In an interview in April, HHS OCR's Rainer told Information Security Media Group that the agency was looking closely at potential HIPAA violators involving the use of web trackers.
"It's a priority area. We're looking into organizations across the country," she said, adding that the agency's first enforcement action against tracking tool-related HIPAA violations will be "hopefully soon," she said. "We want to get this right."
Despite the AHA's concerns, HHS has always taken the position that IP addresses are HIPAA-regulated PHI, said privacy attorney Iliana Peters of law firm Polsinelli.
"It's not clear to me why HHS would rescind this guidance," said Peters, a former senior adviser at the agency.

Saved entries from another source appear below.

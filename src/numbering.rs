//! Human-readable invoice numbers: `<prefix>-<year>-<sequence>`
use crate::error::InvoiceError;

#[derive(Debug, Clone, PartialEq, Eq)]
pub struct InvoiceNumber {
    pub prefix: String,
    pub year: i32,
    pub sequence: u64,
}

impl InvoiceNumber {
    pub fn new(prefix: &str, year: i32, sequence: u64) -> Self {
        Self {
            prefix: prefix.to_string(),
            year,
            sequence,
        }
    }

    /// Formats with the sequence zero-padded to `width` digits. Larger
    /// sequences are written in full.
    pub fn format(&self, width: usize) -> String {
        format!(
            "{}-{}-{:0width$}",
            self.prefix,
            self.year,
            self.sequence,
            width = width
        )
    }

    pub fn parse(raw: &str) -> Result<Self, InvoiceError> {
        let invalid = || InvoiceError::Validation(format!("numéro de facture mal formé: {raw}"));

        let mut parts = raw.rsplitn(3, '-');
        let sequence = parts.next().ok_or_else(invalid)?;
        let year = parts.next().ok_or_else(invalid)?;
        let prefix = parts.next().ok_or_else(invalid)?;

        if prefix.is_empty() {
            return Err(invalid());
        }

        Ok(Self {
            prefix: prefix.to_string(),
            year: year.parse().map_err(|_| invalid())?,
            sequence: sequence.parse().map_err(|_| invalid())?,
        })
    }
}

#[cfg(test)]
mod tests {
    use super::*;

    #[test]
    fn pads_sequence_to_width() {
        assert_eq!(InvoiceNumber::new("FAC", 2026, 7).format(4), "FAC-2026-0007");
        assert_eq!(InvoiceNumber::new("FAC", 2026, 12345).format(4), "FAC-2026-12345");
    }

    #[test]
    fn parse_accepts_dashed_prefix() {
        let number = InvoiceNumber::parse("GG-FAC-2025-0042").unwrap();
        assert_eq!(number, InvoiceNumber::new("GG-FAC", 2025, 42));
    }

    #[test]
    fn parse_rejects_free_text() {
        assert!(InvoiceNumber::parse("facture 12").is_err());
        assert!(InvoiceNumber::parse("-2025-0001").is_err());
    }
}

For example, she said, HIPAA makes clear that "IP addresses for individuals, their family members and their employers must be removed for purposes of the privacy rule's safe harbor" to ensure PHI is de-identified.
State and international regulators also take the approach that IP addresses are protected, Peters said. "As such, maybe the larger question is not whether this information is identifiable, but whether this information is actually at risk on unauthenticated websites."

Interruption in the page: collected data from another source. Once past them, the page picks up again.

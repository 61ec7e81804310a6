//! Identifier generation

use bech32::Bech32m;
use uuid7::uuid7;

pub const INVOICE_HRP: &str = "inv_";
pub const PART_HRP: &str = "part_";

/// A time-ordered uuid7 encoded as bech32m under the given prefix.
pub fn new_uuid_to_bech32(hrp: &str) -> anyhow::Result<String> {
    let hrp = bech32::Hrp::parse(hrp)?;
    let encode = bech32::encode::<Bech32m>(hrp, uuid7().as_bytes())?;
    Ok(encode)
}

pub fn new_invoice_id() -> anyhow::Result<String> {
    new_uuid_to_bech32(INVOICE_HRP)
}

pub fn new_part_id() -> anyhow::Result<String> {
    new_uuid_to_bech32(PART_HRP)
}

Meanwhile, the AHA is urging regulators to finalize proposed rule-making that extends additional privacy protections to information involving lawful reproductive healthcare services from disclosures pertaining to criminal, civil or administrative investigations (see: HHS Wants HIPAA Changes to Protect Reproductive Health Info).
"By simply requiring requesters to attest to the fact that they are not seeking to use health information to investigate or penalize the lawful provision of healthcare, the proposed rule appropriately balances patient/provider privacy with the government's occasional need for health information," the AHA wrote.
The AHA also asked HHS OCR to consider whether the online tracking guidance is necessary if the proposed rule pertaining to reproductive healthcare information is finalized. "If, as AHA believes, that guidance is no longer necessary, OCR should suspend it immediately," the AHA said.
In the meantime, healthcare providers need to consider that any online tools - regardless of the intention for using such technologies - are likely collecting information that identifies individuals "far beyond just an IP address because that's how these tools function," said regulatory attorney Cory Brennan of the law firm Taft.
"Entities regulated by HIPAA need to assess all of their online tools with this understanding," Brennan said. "Nobody is telling regulated entities not to use these technologies - the guidance issued by OCR is simply reminding them to use them in a manner compliant with HIPAA."